Cook and cool the pasta
  1. Boil tri-color rotini until al dente, then drain and rinse the pasta under cold water to stop cooking.
  2. Spread the rinsed pasta on a sheet pan to cool completely before assembling the salad.
Make the zesty dressing
  1. Stir Italian dressing together with the dry Italian mix until the seasoning is fully dissolved.
Assemble and marinate
  1. In a large bowl, combine tri-color rotini, pepperoni, salami, provolone, green bell pepper, red bell pepper, black olives, cherry tomatoes, red onion, and pepperoncini.
  2. Pour the zesty Italian dressing over everything and toss thoroughly until all pasta is glossy and evenly coated.
  3. Refrigerate the salad for at least 2 hours so the pasta absorbs the flavor.
  4. Before serving, toss again and add more dressing if needed for the desired sheen.

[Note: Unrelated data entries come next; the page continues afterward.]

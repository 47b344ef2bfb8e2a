//! `flotilla status` - node reachability and recorded deployments

use std::path::Path;

use anyhow::Result;

use flotilla::{selector, Environment, LockState, NodeProbe, TcpProbe};

use crate::commands;
use crate::ui;

pub fn run(project: &Path, json: bool) -> Result<()> {
    let env = commands::load_environment(project)?;
    let apps = commands::select_applications(&env, None)?;
    let lock = LockState::load_or_default(project)?;
    let probe = TcpProbe::new();

    for node in env.nodes() {
        let reachable = probe.is_reachable(node);
        if json {
            println!(
                "{}",
                serde_json::json!({
                    "node": node.name,
                    "host": node.host,
                    "reachable": reachable,
                })
            );
        } else {
            ui::print_node_status(&node.name, &node.host, reachable);
        }
    }

    for app in &apps {
        let targets = selector::resolve_all(&app.deploys_to, env.nodes())?;
        let placements: Vec<(String, bool)> = targets
            .iter()
            .map(|node| {
                let deployed = lock.deployment(&app.name, &node.name).is_some();
                (node.name.clone(), deployed)
            })
            .collect();

        if json {
            for (node, deployed) in &placements {
                println!(
                    "{}",
                    serde_json::json!({
                        "application": app.name,
                        "node": node,
                        "deployed": deployed,
                        "image": lock.version(&app.name),
                    })
                );
            }
        } else {
            ui::print_app_status(&app.name, &placements);
        }
    }

    Ok(())
}
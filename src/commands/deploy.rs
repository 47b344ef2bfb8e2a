//! `flotilla deploy` - deploy applications to their resolved target nodes

use std::path::Path;

use anyhow::{bail, Result};

use flotilla::{deploy, selector, DockerCli, Environment, FailureReport, LockState};

use crate::commands;
use crate::ui;

pub fn run(project: &Path, app: Option<&str>) -> Result<()> {
    let env = commands::load_environment(project)?;
    let apps = commands::select_applications(&env, app)?;

    let engine = DockerCli::new(project);
    let mut lock = LockState::load(project)?;

    let mut units = 0usize;
    let mut report = FailureReport::new();
    for app in &apps {
        let targets = match selector::resolve_all(&app.deploys_to, env.nodes()) {
            Ok(targets) => targets,
            Err(e) => {
                units += 1;
                report.record(app.name.clone(), e);
                continue;
            }
        };

        for node in targets {
            units += 1;
            ui::info(format!("deploying {} to {}", app.name, node.name));
            match deploy::deploy(app, node, &env, &mut lock, &engine) {
                Ok(()) => ui::info(format!("deployed {} to {}", app.name, node.name)),
                Err(e) => report.record(format!("{} -> {}", app.name, node.name), e),
            }
        }
    }

    if !report.is_empty() {
        ui::print_failure_report(&report);
        bail!("{} of {} deployments failed", report.len(), units);
    }
    Ok(())
}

  5. Finish by topping with fresh basil for a bright, fresh garnish.

Notes

Pro tip: fully cool the pasta before mixing so the dressing coats without turning watery, and toss again right before serving to keep the rotini glossy. Store covered in the refrigerator for 3–4 days; the flavor often improves after chilling. Freezing isn’t recommended because the deli meats and cheese can change texture. If you want a lighter option, swap in low-fat provolone and reduced-sodium pepperoni while keeping the same dressing blend.